Mrs. Dora Stainers, 562 1/2 Decatur Street, Atlanta, Georgia, 39 years old. Began spinning in an Atlanta mill at 7 years, and is in this mill work for 32 years. Only 4 days of schooling in her life. Began at 20 cents a day. The most she ever made was $1.75 a day & now she is earning $1 a day when she works. She is looking for a job. Her little girl Lilie is the same age she was when she started work, but the mother says, "I ain't goin to put her to work if I can help it. I'm goin' to give her as much education as I can so she can do better than I did." Mrs. Stainers is a woman of exceptional ability considering her training. 1915 March. Lewis Wickes Hines, photographer. (Library of Congress)

And I said, Mother’s Day, it’s a scam. It’s a big business scam. And I said, I bet it was started by Woodrow Wilson. Look it up, Sarah. And she didn’t. I said, look it up. She’s like, no, I’m not going to look it up. I said, look it up, I’ll bet you, I’ll bet you. Mother’s Day? Started 1914. Woodrow Wilson. Hate that guy. Love my mom. Hate the holiday. Now, you could go to Hallmark because Hallmark and Woodrow Wilson would like you to do that. But there’s something new from Vermont Teddy Bear. Three handmade teddy bears in pink, green, and white.

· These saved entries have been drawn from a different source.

//! Route handlers for the terminal API.
//!
//! Every failure body is JSON with at least `{"success": false, "error"}`.
//! Command-level failures (a process exiting non-zero) are not transport
//! failures and stay inside 200 responses; only malformed requests, sync
//! errors and spawn failures map to error statuses.

use std::sync::Arc;

use axum::{
    extract::{Query, State},
    http::StatusCode,
    response::{IntoResponse, Response},
    routing::{get, post},
    Json, Router,
};
use serde::Deserialize;

use crate::errors::{ExecError, WorkspaceError};
use crate::workspace::executor::{CommandExecutor, ExecutorConfig};
use crate::workspace::files;
use crate::workspace::registry::ProcessRegistry;
use crate::workspace::store::{WorkspaceLocks, WorkspaceStore};

// ── Shared application state ──────────────────────────────────────────

pub struct AppState {
    pub store: WorkspaceStore,
    pub locks: WorkspaceLocks,
    pub executor: CommandExecutor,
}

pub type SharedState = Arc<AppState>;

impl AppState {
    pub fn new(workspaces_root: impl Into<std::path::PathBuf>, config: ExecutorConfig) -> Self {
        let locks = WorkspaceLocks::new();
        Self {
            store: WorkspaceStore::new(workspaces_root),
            executor: CommandExecutor::new(ProcessRegistry::new(), locks.clone(), config),
            locks,
        }
    }
}

// ── Request payload types ─────────────────────────────────────────────

// Fields are Option so a missing field becomes a structured 400 body
// instead of an extractor rejection.
#[derive(Deserialize)]
pub struct ExecuteRequest {
    pub command: Option<String>,
    pub cwd: Option<String>,
    #[serde(rename = "repoUrl")]
    pub repo_url: Option<String>,
}

#[derive(Deserialize)]
pub struct SaveFileRequest {
    pub owner: Option<String>,
    pub repo: Option<String>,
    pub path: Option<String>,
    pub content: Option<String>,
}

#[derive(Deserialize)]
pub struct CwdQuery {
    pub cwd: Option<String>,
}

#[derive(Deserialize)]
pub struct FileQuery {
    pub owner: Option<String>,
    pub repo: Option<String>,
    pub path: Option<String>,
}

#[derive(Deserialize)]
pub struct RepoQuery {
    pub owner: Option<String>,
    pub repo: Option<String>,
}

// ── Error handling ────────────────────────────────────────────────────

#[derive(Debug)]
pub enum ApiError {
    BadRequest(String),
    NotFound(String),
    Internal(String),
}

impl IntoResponse for ApiError {
    fn into_response(self) -> Response {
        let (status, message) = match self {
            ApiError::BadRequest(msg) => (StatusCode::BAD_REQUEST, msg),
            ApiError::NotFound(msg) => (StatusCode::NOT_FOUND, msg),
            ApiError::Internal(msg) => (StatusCode::INTERNAL_SERVER_ERROR, msg),
        };
        (
            status,
            Json(serde_json::json!({"success": false, "error": message})),
        )
            .into_response()
    }
}

impl From<WorkspaceError> for ApiError {
    fn from(err: WorkspaceError) -> Self {
        match err {
            WorkspaceError::InvalidPath(_) => ApiError::BadRequest(err.to_string()),
            WorkspaceError::NotFound(_) => ApiError::NotFound(err.to_string()),
            WorkspaceError::Filesystem { .. } => ApiError::Internal(err.to_string()),
        }
    }
}

impl From<ExecError> for ApiError {
    fn from(err: ExecError) -> Self {
        match err {
            ExecError::InvalidRequest(msg) => ApiError::BadRequest(msg),
            ExecError::Workspace(inner) => inner.into(),
            other => ApiError::Internal(other.to_string()),
        }
    }
}

// ── Router ────────────────────────────────────────────────────────────

pub fn api_router() -> Router<SharedState> {
    Router::new()
        .route("/api/terminal/execute", post(execute_command))
        .route("/api/terminal/node-modules", get(node_modules))
        .route("/api/terminal/save-file", post(save_file))
        .route("/api/terminal/read-file", get(read_file))
        .route("/api/terminal/files", get(list_files))
        .route("/health", get(health_check))
}

// ── Helpers ───────────────────────────────────────────────────────────

/// `cwd` must split into exactly two non-empty segments.
fn split_cwd(cwd: &str) -> Result<(&str, &str), ApiError> {
    let mut parts = cwd.split('/');
    match (parts.next(), parts.next(), parts.next()) {
        (Some(owner), Some(repo), None) if !owner.is_empty() && !repo.trim().is_empty() => {
            Ok((owner, repo.trim()))
        }
        _ => Err(ApiError::BadRequest(
            "Invalid repository format. Expected format: owner/repository".to_string(),
        )),
    }
}

fn required(field: Option<String>, name: &str) -> Result<String, ApiError> {
    match field {
        Some(value) if !value.is_empty() => Ok(value),
        _ => Err(ApiError::BadRequest(format!(
            "Missing required parameter: {}",
            name
        ))),
    }
}

// ── Handlers ──────────────────────────────────────────────────────────

async fn execute_command(
    State(state): State<SharedState>,
    Json(req): Json<ExecuteRequest>,
) -> Result<Response, ApiError> {
    let command = required(req.command, "command")?;
    let cwd = required(req.cwd, "cwd")?;
    let repo_url = required(req.repo_url, "repoUrl")?;
    let (owner, repo) = split_cwd(&cwd)?;

    let workspace = state.store.resolve(owner, repo).await?;
    let result = state
        .executor
        .execute(&workspace, &command, &repo_url)
        .await?;
    Ok(Json(result).into_response())
}

async fn node_modules(
    State(state): State<SharedState>,
    Query(query): Query<CwdQuery>,
) -> Result<Response, ApiError> {
    let cwd = required(query.cwd, "cwd")?;
    let (owner, repo) = split_cwd(&cwd)?;
    let workspace = state.store.resolve(owner, repo).await?;

    let lock = state.locks.lock_for(&workspace).await;
    let _guard = lock.lock().await;
    let modules = files::list_node_modules(&workspace).await?;
    Ok(Json(serde_json::json!({"success": true, "modules": modules})).into_response())
}

async fn save_file(
    State(state): State<SharedState>,
    Json(req): Json<SaveFileRequest>,
) -> Result<Response, ApiError> {
    let owner = required(req.owner, "owner")?;
    let repo = required(req.repo, "repo")?;
    let path = required(req.path, "path")?;
    let content = req.content.unwrap_or_default();

    let workspace = state.store.resolve(&owner, &repo).await?;
    // The write (and its best-effort staging) completes under the
    // workspace lock, so a commit issued right after cannot see a
    // half-written file.
    let lock = state.locks.lock_for(&workspace).await;
    let _guard = lock.lock().await;
    files::write(&workspace, &path, &content).await?;
    Ok(Json(serde_json::json!({"success": true, "path": path})).into_response())
}

async fn read_file(
    State(state): State<SharedState>,
    Query(query): Query<FileQuery>,
) -> Result<Response, ApiError> {
    let owner = required(query.owner, "owner")?;
    let repo = required(query.repo, "repo")?;
    let path = required(query.path, "path")?;

    let workspace = state.store.resolve(&owner, &repo).await?;
    let lock = state.locks.lock_for(&workspace).await;
    let _guard = lock.lock().await;
    let content = files::read(&workspace, &path).await?;
    Ok(Json(serde_json::json!({"success": true, "content": content})).into_response())
}

async fn list_files(
    State(state): State<SharedState>,
    Query(query): Query<RepoQuery>,
) -> Result<Response, ApiError> {
    let owner = required(query.owner, "owner")?;
    let repo = required(query.repo, "repo")?;
    let workspace = state.store.resolve(&owner, &repo).await?;
    let lock = state.locks.lock_for(&workspace).await;
    let _guard = lock.lock().await;
    let tree = files::list(&workspace).await?;
    Ok(Json(serde_json::json!({"success": true, "files": tree})).into_response())
}

async fn health_check() -> impl IntoResponse {
    Json(serde_json::json!({"status": "ok"}))
}
//! Command dispatch.
//!
//! `CommandExecutor` is the central component: given a workspace and a raw
//! command line, it classifies the command, guarantees the checkout is
//! synchronized (skipped for git subcommands — the user is managing git
//! state intentionally), and executes with the matching strategy:
//!
//! - git: identity auto-config plus clean-tree special cases for
//!   `add`/`commit`/`push`, everything else passed through
//! - install: verbose npm run with a capped output buffer, then a
//!   one-level enumeration of what landed in `node_modules`
//! - dev server: terminate-and-replace the tracked process, probe a free
//!   port, spawn with `PORT` exported, wait briefly for a ready signal
//! - generic: `sh -c` in the workspace; a non-zero exit is still a
//!   successful request, with stderr appended for visibility
//!
//! Expected process outcomes never raise; only malformed requests, sync
//! failures and spawn-level errors abort a request.

use std::path::Path;
use std::process::Stdio;
use std::sync::{Arc, Mutex as StdMutex};
use std::time::Duration;

use regex::Regex;
use serde::Serialize;
use tokio::process::Command;

use crate::command::{classify, commit_message, CommandKind};
use crate::errors::ExecError;
use crate::workspace::files;
use crate::workspace::reader::LineScanner;
use crate::workspace::registry::{ProcessRegistry, TrackedProcess};
use crate::workspace::store::WorkspaceLocks;
use crate::workspace::sync::{run_git, RepoState, Synchronizer};

/// Outcome of one command request. Never persisted.
#[derive(Debug, Clone, Serialize)]
#[serde(rename_all = "camelCase")]
pub struct CommandResult {
    pub success: bool,
    pub output: String,
    #[serde(skip_serializing_if = "Option::is_none")]
    pub modules: Option<Vec<String>>,
    #[serde(skip_serializing_if = "Option::is_none")]
    pub port: Option<u16>,
    #[serde(skip_serializing_if = "Option::is_none")]
    pub server_url: Option<String>,
    #[serde(skip_serializing_if = "Option::is_none")]
    pub workspace_dir: Option<String>,
}

impl CommandResult {
    fn new(success: bool, output: impl Into<String>) -> Self {
        Self {
            success,
            output: output.into(),
            modules: None,
            port: None,
            server_url: None,
            workspace_dir: None,
        }
    }
}

#[derive(Debug, Clone)]
pub struct ExecutorConfig {
    pub git_author_name: String,
    pub git_author_email: String,
    pub default_branch: String,
    pub dev_server_base_port: u16,
    pub dev_server_wait: Duration,
    pub max_output_bytes: usize,
}

impl Default for ExecutorConfig {
    fn default() -> Self {
        Self {
            git_author_name: "workbench".to_string(),
            git_author_email: "workbench@localhost".to_string(),
            default_branch: "main".to_string(),
            dev_server_base_port: 3001,
            dev_server_wait: Duration::from_secs(3),
            max_output_bytes: 10 * 1024 * 1024,
        }
    }
}

pub struct CommandExecutor {
    sync: Synchronizer,
    registry: ProcessRegistry,
    locks: WorkspaceLocks,
    config: ExecutorConfig,
}

impl CommandExecutor {
    pub fn new(registry: ProcessRegistry, locks: WorkspaceLocks, config: ExecutorConfig) -> Self {
        Self {
            sync: Synchronizer::new(config.default_branch.clone()),
            registry,
            locks,
            config,
        }
    }

    pub fn registry(&self) -> &ProcessRegistry {
        &self.registry
    }

    /// Execute `raw` inside `workspace`, synchronizing from `remote_url`
    /// first for non-git commands. All work against the same workspace
    /// path is serialized through its lock.
    pub async fn execute(
        &self,
        workspace: &Path,
        raw: &str,
        remote_url: &str,
    ) -> Result<CommandResult, ExecError> {
        if raw.trim().is_empty() {
            return Err(ExecError::InvalidRequest("command must not be empty".into()));
        }

        let lock = self.locks.lock_for(workspace).await;
        let _guard = lock.lock().await;

        tracing::info!(workspace = %workspace.display(), command = raw, "executing command");

        let mut result = match classify(raw) {
            CommandKind::Git { subcommand, args } => {
                self.run_git_command(workspace, raw, &subcommand, &args).await?
            }
            CommandKind::Install => {
                self.sync.synchronize(workspace, remote_url).await?;
                self.run_install(workspace, raw).await?
            }
            CommandKind::DevServer => {
                self.sync.synchronize(workspace, remote_url).await?;
                self.start_dev_server(workspace, raw).await?
            }
            CommandKind::Generic => {
                self.sync.synchronize(workspace, remote_url).await?;
                self.run_generic(workspace, raw).await?
            }
        };

        result.workspace_dir = Some(workspace.display().to_string());
        Ok(result)
    }

    // ── Git commands ──────────────────────────────────────────────────

    async fn run_git_command(
        &self,
        workspace: &Path,
        raw: &str,
        subcommand: &str,
        args: &[String],
    ) -> Result<CommandResult, ExecError> {
        self.ensure_identity(workspace).await?;
        let state = Synchronizer::detect_state(workspace).map_err(ExecError::Sync)?;

        match subcommand {
            "add" if state != RepoState::Dirty => Ok(CommandResult::new(
                true,
                "Nothing to add: working tree clean",
            )),
            "commit" if state != RepoState::Dirty => Ok(CommandResult::new(
                true,
                "nothing to commit, working tree clean",
            )),
            "commit" => {
                let message = commit_message(args);
                let output = run_git(&["commit", "-m", &message], Some(workspace))
                    .await
                    .map_err(ExecError::Sync)?;
                Ok(self.result_from_output(&output))
            }
            "push" => {
                if self.nothing_to_push(workspace).await? {
                    return Ok(CommandResult::new(true, "No changes to push"));
                }
                let output = self.run_shell(workspace, raw).await?;
                Ok(self.result_from_output(&output))
            }
            _ => {
                let output = self.run_shell(workspace, raw).await?;
                Ok(self.result_from_output(&output))
            }
        }
    }

    /// Set a repo-local commit identity so commits issued through the API
    /// never fail for lack of a configured author.
    async fn ensure_identity(&self, workspace: &Path) -> Result<(), ExecError> {
        if !workspace.join(".git").exists() {
            return Ok(());
        }
        run_git(
            &["config", "user.name", &self.config.git_author_name],
            Some(workspace),
        )
        .await
        .map_err(ExecError::Sync)?;
        run_git(
            &["config", "user.email", &self.config.git_author_email],
            Some(workspace),
        )
        .await
        .map_err(ExecError::Sync)?;
        Ok(())
    }

    /// True when HEAD has no commits on top of its upstream. When no
    /// upstream is configured the push is passed through as-is.
    async fn nothing_to_push(&self, workspace: &Path) -> Result<bool, ExecError> {
        let output = run_git(&["rev-list", "--count", "@{u}..HEAD"], Some(workspace))
            .await
            .map_err(ExecError::Sync)?;
        if !output.status.success() {
            return Ok(false);
        }
        Ok(String::from_utf8_lossy(&output.stdout).trim() == "0")
    }

    // ── Install ───────────────────────────────────────────────────────

    async fn run_install(&self, workspace: &Path, raw: &str) -> Result<CommandResult, ExecError> {
        // npm is chatty only when asked; mirror the verbose install the
        // terminal UI expects to stream back.
        let command = if raw.starts_with("npm") && !raw.contains("--verbose") {
            format!("{} --verbose", raw)
        } else {
            raw.to_string()
        };

        let output = self.run_shell(workspace, &command).await?;
        let mut result = self.result_from_output(&output);
        // Install failures stay inside the response body like any other
        // command-level failure.
        result.success = true;
        result.modules = Some(files::installed_module_names(workspace).await);
        Ok(result)
    }

    // ── Dev server ────────────────────────────────────────────────────

    async fn start_dev_server(&self, workspace: &Path, raw: &str) -> Result<CommandResult, ExecError> {
        // Replace, never leak: a previous dev server for this workspace is
        // terminated before the new one spawns.
        self.registry.terminate(workspace).await;

        let port = find_free_port(self.config.dev_server_base_port).await?;

        // Own process group: terminating the server must take the whole
        // npm/node tree with it, not just the shell.
        let mut child = Command::new("sh")
            .arg("-c")
            .arg(raw)
            .current_dir(workspace)
            .env("PORT", port.to_string())
            .stdin(Stdio::null())
            .stdout(Stdio::piped())
            .stderr(Stdio::piped())
            .process_group(0)
            .spawn()
            .map_err(ExecError::SpawnFailed)?;

        let transcript = Arc::new(StdMutex::new(String::new()));
        let max = self.config.max_output_bytes;
        let mut stdout_scanner = child
            .stdout
            .take()
            .map(|out| LineScanner::spawn(out, transcript.clone(), max));
        if let Some(stderr) = child.stderr.take() {
            // stderr feeds the transcript only; readiness is signalled on
            // stdout.
            drop(LineScanner::spawn(stderr, transcript.clone(), max));
        }

        // Track before waiting: a slow starter stays registered even when
        // the ready wait below times out.
        self.registry
            .insert(
                workspace,
                TrackedProcess::new(child, Some(port), transcript.clone()),
            )
            .await;

        // Frameworks may pick their own port; the printed local URL wins
        // over the probed one.
        let ready = Regex::new(r"Local:\s+https?://(?:localhost|127\.0\.0\.1):(\d+)|ready in")
            .expect("static regex");

        let hit = match stdout_scanner.as_mut() {
            Some(scanner) => scanner.wait_for(&ready, self.config.dev_server_wait).await,
            None => None,
        };

        match hit {
            Some(m) => {
                let port = m
                    .capture
                    .and_then(|p| p.parse::<u16>().ok())
                    .unwrap_or(port);
                self.registry.set_port(workspace, port).await;
                let output = transcript
                    .lock()
                    .map(|buf| buf.clone())
                    .unwrap_or_default();
                let mut result = CommandResult::new(
                    true,
                    if output.is_empty() {
                        "Dev server started".to_string()
                    } else {
                        output
                    },
                );
                result.port = Some(port);
                result.server_url = Some(format!("http://localhost:{}", port));
                Ok(result)
            }
            None => {
                tracing::warn!(
                    workspace = %workspace.display(),
                    wait = ?self.config.dev_server_wait,
                    "no ready signal from dev server; leaving it running"
                );
                Err(ExecError::DevServerStart(
                    "server failed to start".to_string(),
                ))
            }
        }
    }

    // ── Generic ───────────────────────────────────────────────────────

    async fn run_generic(&self, workspace: &Path, raw: &str) -> Result<CommandResult, ExecError> {
        let output = self.run_shell(workspace, raw).await?;
        let mut result = self.result_from_output(&output);
        // Business failure is not a transport failure: the exit code is
        // visible through stderr in the output, the request itself
        // succeeded.
        result.success = true;
        Ok(result)
    }

    // ── Shared plumbing ───────────────────────────────────────────────

    async fn run_shell(&self, workspace: &Path, raw: &str) -> Result<std::process::Output, ExecError> {
        Command::new("sh")
            .arg("-c")
            .arg(raw)
            .current_dir(workspace)
            .stdin(Stdio::null())
            .output()
            .await
            .map_err(ExecError::SpawnFailed)
    }

    fn result_from_output(&self, output: &std::process::Output) -> CommandResult {
        let stdout = String::from_utf8_lossy(&output.stdout);
        let stderr = String::from_utf8_lossy(&output.stderr);
        let combined = truncate(
            combine_output(&stdout, &stderr),
            self.config.max_output_bytes,
        );
        CommandResult::new(output.status.success(), combined)
    }
}

/// Combined output is `stdout + "\n" + stderr` only when stderr is
/// non-empty, else stdout alone. Callers must not assume a separator.
pub fn combine_output(stdout: &str, stderr: &str) -> String {
    if stderr.is_empty() {
        stdout.to_string()
    } else {
        format!("{}\n{}", stdout, stderr)
    }
}

fn truncate(mut s: String, max: usize) -> String {
    if s.len() > max {
        let mut cut = max;
        while cut > 0 && !s.is_char_boundary(cut) {
            cut -= 1;
        }
        s.truncate(cut);
        s.push_str("\n[output truncated]");
    }
    s
}

/// Probe for a free TCP port starting at `base`, incrementing on bind
/// failure. Never returns an occupied port.
pub async fn find_free_port(base: u16) -> Result<u16, ExecError> {
    let mut port = base;
    loop {
        match tokio::net::TcpListener::bind(("127.0.0.1", port)).await {
            Ok(listener) => {
                drop(listener);
                return Ok(port);
            }
            Err(_) if port < base.saturating_add(200) => {
                port += 1;
            }
            Err(e) => {
                return Err(ExecError::DevServerStart(format!(
                    "no free port in range {}..{}: {}",
                    base, port, e
                )))
            }
        }
    }
}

In a few brief seconds, Glenn Beck manages to insult Mother’s Day, one of America’s greatest Presidents and 1919 Nobel Peace Prize winner Woodrow Wilson, an advertiser on his radio show, Hallmark Cards and capitalism.

Way to go, Glenn!

Transcript excerpt from Media Matters.

What has the federal government ever done for you.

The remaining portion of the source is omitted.